Type-safe arguments help to make the code more maintainable. With an increasing number of optional parameters, the number of method signatures often increases. The attempt to cover all important combinations often ends in a multitude of similar methods. This article describes the possibility to implement any number of parameters in a type-safe way with only one signature.For better explanation we are taking a look to a date-time-builder class, but instead of using the builder pattern we use only one constructor or factory method. Some people like this approach, others hate it and the rest is undecided. No matter which group they belong to, this article can help you to better understand foreign interfaces.

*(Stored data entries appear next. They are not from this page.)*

//! Engine configuration
//!
//! Loaded from `docweave.toml` (every key optional) and then adjusted with
//! the `with_*` builders, which is how command-line flags take precedence.
//!
//! ```toml
//! concurrency = 10
//! existing_doc_policy = "skip"
//! test_layout = "replace-root"
//! extensions = ["py"]
//!
//! [retry]
//! max_attempts = 3
//!
//! [generator]
//! model = "gpt-4o-mini"
//! ```

use crate::error::EngineError;
use crate::retry::RetryPolicy;
use docweave_rewrite::ExistingDocPolicy;
use docweave_snippet::TestLayout;
use serde::{Deserialize, Serialize};
use std::path::{Path, PathBuf};
use std::time::Duration;

/// Default configuration file name
pub const CONFIG_FILE_NAME: &str = "docweave.toml";

/// Top-level engine configuration
#[derive(Debug, Clone, PartialEq, Serialize, Deserialize)]
#[serde(default, deny_unknown_fields)]
pub struct EngineConfig {
    /// Maximum concurrent generation requests
    pub concurrency: usize,
    /// Retry budget per generation request
    pub retry: RetryConfig,
    /// Behavior for targets that already carry documentation
    pub existing_doc_policy: ExistingDocPolicy,
    /// Mapping of source modules onto the `tests` package
    pub test_layout: TestLayout,
    /// File extensions considered source, without the dot
    pub extensions: Vec<String>,
    /// Project root; discovered from the target path when unset
    pub project_root: Option<PathBuf>,
    /// Documentation text generator settings
    pub generator: GeneratorConfig,
}

impl EngineConfig {
    /// Create default configuration
    #[inline]
    #[must_use]
    pub fn new() -> Self {
        Self::default()
    }

    /// Parse configuration from TOML text
    ///
    /// # Errors
    /// Returns `EngineError::Config` if the text is not a valid configuration
    pub fn from_toml_str(text: &str) -> Result<Self, EngineError> {
        let config: Self = toml::from_str(text).map_err(|e| EngineError::Config(e.to_string()))?;
        config.validate()?;
        Ok(config)
    }

    /// Load configuration from a file
    ///
    /// # Errors
    /// - `EngineError::Io` if the file cannot be read
    /// - `EngineError::ConfigFile` if it is not valid TOML for this structure
    /// - `EngineError::Config` if a value is out of range
    pub fn load(path: &Path) -> Result<Self, EngineError> {
        let text = std::fs::read_to_string(path).map_err(|e| EngineError::io(path, e))?;
        let config: Self = toml::from_str(&text).map_err(|source| EngineError::ConfigFile {
            path: path.to_path_buf(),
            source,
        })?;
        config.validate()?;
        Ok(config)
    }

    /// Load `path` if given, else `docweave.toml` in `dir` if present, else defaults
    ///
    /// # Errors
    /// See [`EngineConfig::load`]
    pub fn discover(path: Option<&Path>, dir: &Path) -> Result<Self, EngineError> {
        match path {
            Some(path) => Self::load(path),
            None => {
                let candidate = dir.join(CONFIG_FILE_NAME);
                if candidate.is_file() {
                    Self::load(&candidate)
                } else {
                    Ok(Self::default())
                }
            }
        }
    }

    /// Check value ranges
    ///
    /// # Errors
    /// Returns `EngineError::Config` naming the first invalid key
    pub fn validate(&self) -> Result<(), EngineError> {
        if self.concurrency == 0 {
            return Err(EngineError::Config("concurrency must be at least 1".into()));
        }
        if self.retry.max_attempts == 0 {
            return Err(EngineError::Config("retry.max_attempts must be at least 1".into()));
        }
        if self.extensions.is_empty() {
            return Err(EngineError::Config("extensions must not be empty".into()));
        }
        Ok(())
    }

    /// With concurrency limit
    #[inline]
    #[must_use]
    pub fn with_concurrency(mut self, concurrency: usize) -> Self {
        self.concurrency = concurrency.max(1);
        self
    }

    /// With existing-documentation policy
    #[inline]
    #[must_use]
    pub fn with_existing_doc_policy(mut self, policy: ExistingDocPolicy) -> Self {
        self.existing_doc_policy = policy;
        self
    }

    /// With test layout
    #[inline]
    #[must_use]
    pub fn with_test_layout(mut self, layout: TestLayout) -> Self {
        self.test_layout = layout;
        self
    }

    /// With explicit project root
    #[inline]
    #[must_use]
    pub fn with_project_root(mut self, root: impl Into<PathBuf>) -> Self {
        self.project_root = Some(root.into());
        self
    }

    /// With retry settings
    #[inline]
    #[must_use]
    pub fn with_retry(mut self, retry: RetryConfig) -> Self {
        self.retry = retry;
        self
    }

    /// Retry policy built from the retry settings
    #[must_use]
    pub fn retry_policy(&self) -> RetryPolicy {
        RetryPolicy::from(&self.retry)
    }
}

impl Default for EngineConfig {
    fn default() -> Self {
        Self {
            concurrency: 10,
            retry: RetryConfig::default(),
            existing_doc_policy: ExistingDocPolicy::default(),
            test_layout: TestLayout::default(),
            extensions: vec!["py".to_string()],
            project_root: None,
            generator: GeneratorConfig::default(),
        }
    }
}

/// Retry settings
#[derive(Debug, Clone, Copy, PartialEq, Eq, Serialize, Deserialize)]
#[serde(default, deny_unknown_fields)]
pub struct RetryConfig {
    /// Attempts per request, the first included
    pub max_attempts: u32,
    /// Delay before the first retry
    pub initial_backoff_ms: u64,
    /// Upper bound on any single delay
    pub max_backoff_ms: u64,
}

impl Default for RetryConfig {
    fn default() -> Self {
        Self {
            max_attempts: 3,
            initial_backoff_ms: 500,
            max_backoff_ms: 8_000,
        }
    }
}

/// Text generator settings
#[derive(Debug, Clone, PartialEq, Serialize, Deserialize)]
#[serde(default, deny_unknown_fields)]
pub struct GeneratorConfig {
    /// Chat completion endpoint
    pub endpoint: String,
    /// Model name
    pub model: String,
    /// Environment variable holding the API key
    pub api_key_env: String,
    /// Sampling temperature
    pub temperature: f32,
    /// Completion token limit
    pub max_tokens: u32,
    /// Per-request timeout in seconds
    pub timeout_secs: u64,
}

impl GeneratorConfig {
    /// Per-request timeout
    #[inline]
    #[must_use]
    pub fn timeout(&self) -> Duration {
        Duration::from_secs(self.timeout_secs)
    }
}

impl Default for GeneratorConfig {
    fn default() -> Self {
        Self {
            endpoint: "https://api.openai.com/v1/chat/completions".to_string(),
            model: "gpt-4o-mini".to_string(),
            api_key_env: "OPENAI_API_KEY".to_string(),
            temperature: 0.0,
            max_tokens: 2_000,
            timeout_secs: 30,
        }
    }
}

#[cfg(test)]
mod tests {
    use super::*;
    use pretty_assertions::assert_eq;

    #[test]
    fn defaults() {
        let config = EngineConfig::default();
        assert_eq!(config.concurrency, 10);
        assert_eq!(config.retry.max_attempts, 3);
        assert_eq!(config.existing_doc_policy, ExistingDocPolicy::Skip);
        assert_eq!(config.test_layout, TestLayout::ReplaceRoot);
        assert_eq!(config.extensions, vec!["py"]);
        assert_eq!(config.generator.timeout(), Duration::from_secs(30));
    }

    #[test]
    fn parses_partial_toml() {
        let config = EngineConfig::from_toml_str(
            r#"
concurrency = 4
existing_doc_policy = "replace"
test_layout = "prefix-root"

[retry]
max_attempts = 5

[generator]
model = "local"
"#,
        )
        .unwrap();
        assert_eq!(config.concurrency, 4);
        assert_eq!(config.existing_doc_policy, ExistingDocPolicy::Replace);
        assert_eq!(config.test_layout, TestLayout::PrefixRoot);
        assert_eq!(config.retry.max_attempts, 5);
        assert_eq!(config.retry.initial_backoff_ms, 500);
        assert_eq!(config.generator.model, "local");
        assert_eq!(config.generator.api_key_env, "OPENAI_API_KEY");
    }

    #[test]
    fn rejects_unknown_keys_and_bad_values() {
        assert!(EngineConfig::from_toml_str("threads = 3").is_err());
        assert!(EngineConfig::from_toml_str("concurrency = 0").is_err());
        assert!(EngineConfig::from_toml_str("[retry]\nmax_attempts = 0").is_err());
    }

    #[test]
    fn builders_override() {
        let config = EngineConfig::new()
            .with_concurrency(0)
            .with_existing_doc_policy(ExistingDocPolicy::Replace)
            .with_project_root("/proj");
        assert_eq!(config.concurrency, 1);
        assert_eq!(config.project_root.as_deref(), Some(Path::new("/proj")));
    }

    #[test]
    fn discover_falls_back_to_defaults() {
        let dir = tempfile::tempdir().unwrap();
        assert_eq!(EngineConfig::discover(None, dir.path()).unwrap(), EngineConfig::default());

        std::fs::write(dir.path().join(CONFIG_FILE_NAME), "concurrency = 2\n").unwrap();
        assert_eq!(EngineConfig::discover(None, dir.path()).unwrap().concurrency, 2);
    }
}
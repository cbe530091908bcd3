//! Qualified paths of definitions
//!
//! Provides [`QualifiedPath`] for naming a definition by the chain of
//! definitions enclosing it.

use serde::{Serialize, Serializer};
use std::fmt::{self, Display, Formatter};
use std::str::FromStr;

/// Dot-joined chain of enclosing definition names, outermost first
///
/// # Examples
/// - `["Greeter", "greet"]` → `Greeter.greet`
/// - `["main"]` → `main`
#[derive(Debug, Clone, PartialEq, Eq, PartialOrd, Ord, Hash, Default)]
pub struct QualifiedPath(Vec<String>);

impl QualifiedPath {
    /// Check if path has no segments
    #[inline]
    #[must_use]
    pub fn is_empty(&self) -> bool {
        self.0.is_empty()
    }

    /// Append a segment, returning new path
    #[inline]
    #[must_use]
    pub fn child(&self, segment: impl Into<String>) -> Self {
        let mut segments = self.0.clone();
        segments.push(segment.into());
        Self(segments)
    }
}

impl Display for QualifiedPath {
    fn fmt(&self, f: &mut Formatter<'_>) -> fmt::Result {
        write!(f, "{}", self.0.join("."))
    }
}

impl FromStr for QualifiedPath {
    type Err = QualifiedPathError;

    fn from_str(s: &str) -> Result<Self, Self::Err> {
        if s.is_empty() {
            return Ok(Self::default());
        }

        let segments = s
            .split('.')
            .map(|seg| {
                if seg.is_empty() {
                    Err(QualifiedPathError::EmptySegment)
                } else if seg.contains(|c: char| !c.is_alphanumeric() && c != '_') {
                    Err(QualifiedPathError::InvalidSegment(seg.to_string()))
                } else {
                    Ok(seg.to_string())
                }
            })
            .collect::<Result<_, _>>()?;

        Ok(Self(segments))
    }
}

impl From<Vec<String>> for QualifiedPath {
    fn from(segments: Vec<String>) -> Self {
        Self(segments)
    }
}

impl Serialize for QualifiedPath {
    fn serialize<S: Serializer>(&self, serializer: S) -> Result<S::Ok, S::Error> {
        serializer.collect_str(self)
    }
}

/// Errors parsing a qualified path
#[derive(Debug, Clone, PartialEq, Eq, thiserror::Error)]
pub enum QualifiedPathError {
    /// Empty segment in path
    #[error("path contains empty segment")]
    EmptySegment,

    /// Segment is not a Python identifier
    #[error("invalid segment: {0} (must be alphanumeric or underscore)")]
    InvalidSegment(String),
}
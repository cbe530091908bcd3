//! Error types for rewriting
//!
//! - [`InjectError`]: no safe insertion point, or the candidate was rejected
//! - [`ValidationError`]: candidate text is not structurally equivalent
//! - [`EditError`]: line changes that cannot be applied together

use docweave_syntax::ParseError;

/// Which text of a comparison failed
#[derive(Debug, Clone, Copy, PartialEq, Eq)]
pub enum Side {
    /// Text before injection
    Original,
    /// Text after injection
    Candidate,
}

impl std::fmt::Display for Side {
    fn fmt(&self, f: &mut std::fmt::Formatter<'_>) -> std::fmt::Result {
        f.write_str(match self {
            Self::Original => "original",
            Self::Candidate => "candidate",
        })
    }
}

/// Structural divergence between original and candidate text
#[derive(Debug, Clone, PartialEq, Eq, thiserror::Error)]
pub enum ValidationError {
    /// One of the texts does not parse
    #[error("{side} text does not parse: {error}")]
    Unparsable {
        /// Failing side
        side: Side,
        /// Parser diagnosis
        error: ParseError,
    },

    /// Node kinds differ at the same lockstep position
    #[error("kind mismatch at candidate line {line}: {original} vs {candidate}")]
    KindMismatch {
        /// Grammar kind in the original
        original: String,
        /// Grammar kind in the candidate
        candidate: String,
        /// Candidate line of the divergence
        line: usize,
    },

    /// Number of injected or replaced literals differs from what was expected
    #[error("expected {expected} documentation literal change(s), found {found}")]
    LiteralCount {
        /// Changes the caller asked for
        expected: usize,
        /// Changes actually seen
        found: usize,
    },

    /// One tree has nodes left after the other is exhausted
    #[error("trees differ in size ({side} has trailing nodes)")]
    TrailingNodes {
        /// Side with leftover nodes
        side: Side,
    },

    /// Position-free dumps differ
    #[error("structural dumps differ: {original:?} vs {candidate:?}")]
    DumpMismatch {
        /// First differing dump line of the original
        original: String,
        /// First differing dump line of the candidate
        candidate: String,
    },
}

impl ValidationError {
    /// Create unparsable error
    pub fn unparsable(side: Side, error: ParseError) -> Self {
        Self::Unparsable { side, error }
    }

    /// Create kind mismatch error
    pub fn kind_mismatch(original: &str, candidate: &str, line: usize) -> Self {
        Self::KindMismatch {
            original: original.to_string(),
            candidate: candidate.to_string(),
            line,
        }
    }
}

/// Errors injecting a documentation literal
#[derive(Debug, Clone, PartialEq, Eq, thiserror::Error)]
pub enum InjectError {
    /// Documentation text is empty after trimming
    #[error("documentation text is empty")]
    EmptyDocstring,

    /// No function or class header starts at the line
    #[error("no definition starts at line {line}")]
    NoDefinitionAt {
        /// Requested header line
        line: usize,
    },

    /// Body shares the header's line, so there is no line to insert after
    #[error("body of definition at line {line} is on its header line")]
    BodyOnHeaderLine {
        /// Header line
        line: usize,
    },

    /// Existing literal shares its lines with other code and cannot be replaced
    #[error("documentation literal at line {line} shares its line with other code")]
    SharedDocstringLine {
        /// Line of the existing literal
        line: usize,
    },

    /// Source does not parse
    #[error("parse error: {0}")]
    Parse(#[from] ParseError),

    /// Candidate text failed the equivalence check
    #[error("validation failed: {0}")]
    Validation(#[from] ValidationError),

    /// Computed change could not be applied
    #[error("edit failed: {0}")]
    Edit(#[from] EditError),
}

impl InjectError {
    /// Check if the candidate was produced and then rejected
    #[inline]
    #[must_use]
    pub fn is_validation(&self) -> bool {
        matches!(self, Self::Validation(_))
    }
}

/// Errors applying line changes
#[derive(Debug, Clone, PartialEq, Eq, thiserror::Error)]
pub enum EditError {
    /// Change refers to lines past the end of the text
    #[error("change at line {at} removing {remove} line(s) exceeds {len} line(s)")]
    OutOfRange {
        /// 1-based line of the change
        at: usize,
        /// Lines removed
        remove: usize,
        /// Lines in the text
        len: usize,
    },

    /// Two changes touch the same lines
    #[error("changes at lines {first} and {second} overlap")]
    Overlap {
        /// Earlier change
        first: usize,
        /// Later change
        second: usize,
    },
}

public MyFormatter( String pattern, Locale locale, ZoneId zoneId) {...}

All arguments have default values and are optional to formatter. Usage of final interface will look like following:

// no parameters
new MyFormatter();

// locale only
new MyFormatter(locale("en")),

// all parameters
new MyFormatter(locale("en"),format("yyyy/MM/dd"),zoneId("z"));

// same parameters in different order
new MyFormatter(zoneId("z"),locale("en"),format("yyyy/MM/dd"));

Code is self-explaining, but how to create such interface? Behind the scenen a reusable utility class implements simple value holder classes per unique type. So in this example, for the types String, ZoneId, Locale and Boolean wrappers are implemented.

public class Options {

	public static class StringOption {
		private String value;
		public StringOption(String value) { this.value = value; }
		public String getValue() { return value; }
	}

	public static class LocaleOption {
		private Locale locale;
		public LocaleOption(Locale locale) { this.locale = locale; }
		public Locale getLocale() { return locale; }
	}

	public static class BooleanOption {
		private Boolean bool;
		public BooleanOption(Boolean bool) { this.bool = bool; }
		public Boolean getBool() { return bool; }
	}
	
	public static class ZoneIdOption {
		private String zoneId;
		public ZoneIdOption(String zoneId) { this.zoneId = zoneId; }
		public String getZoneId() { return zoneId; }
	}

	@SuppressWarnings("unchecked")
	public static <base, T extends base> T getOption(Class<T> clazz, base[] opts) {
		for (base o : opts) {
			if (o.getClass() == clazz) {
				return (T) o;
			}
		}
		return null;
	}
}

The method getOption() contains a bit of magic. A type named “T” must specialize some “base” class. An array of base class references is supplied and the implementation searches arrays for first occurence of given type in array. If found the instance is returned otherwise null is returned. Will will explain this in the following paragraphs, so don’t confuse.

public class BFDateFormatBuilder implements Serializable {
	
	public static interface Option {}
	
	private static class DateFormatOption extends Options.StringOption implements Option {
		DateFormatOption(String value) { super(value); }
	}
	
	private static class DateLocaleOption extends Options.LocaleOption implements Option {
		public DateLocaleOption(Locale locale) { super(locale); }
	}
	
	private String format;
	private Locale locale;
	
	public static Option format( String format ) { return new DateFormatOption(format); }
	
	public static Option locale( Locale locale) { return new DateLocaleOption(locale); }
	
	public BFDateFormatBuilder(Option ... opts ) {
		
		DateFormatOption dateFormat = Options.getOption(DateFormatOption.class, opts);
		DateLocaleOption localeOption = Options.getOption(DateLocaleOption.class, opts);
		
		if (dateFormat!=null) {
			format = dateFormat.getValue();
		}
		if ( localeOption!=null ) {
			this.locale = localeOption.getLocale();
		} else {
			this.locale = Locale.ENGLISH;
		}
	}
   ...
}
  • Line 3 defines a shared base class for all paramaters. This is “base” class for getOption() method.
  • Line 5-11 implement concrete parameter types by specializing our classes from utils class and implement “base” interface named Option.
  • Line 16+18 define static wrapper methods to be used when calling method. They are public.
  • Line 20+… constructor takes variable list of parameters. Parameters are well known and occurences are searched by getOption(). If option is found its value is used, if it is not found a predefined default value is used instead.

Advantages

  • very readable user code
  • flexible usage of optional parameters

Disadvantages

  • For optimal usage the static helper methods need to be imported. In many IDEs static imports must written manually. Forgetting static imports may confuse users, because static methods are not offered in code completion.
  • Searching parameters by iterating the list several times may not be the most performant code and may not be optimal for high frequently used calls.

Summary

This approachs helps to improve readability of expensive builder classes. Its ideal for users to understand existing code but do not require to edit custom calls. Also it is appropriate for seldom usage on runtime. It is an alternative to the builder pattern.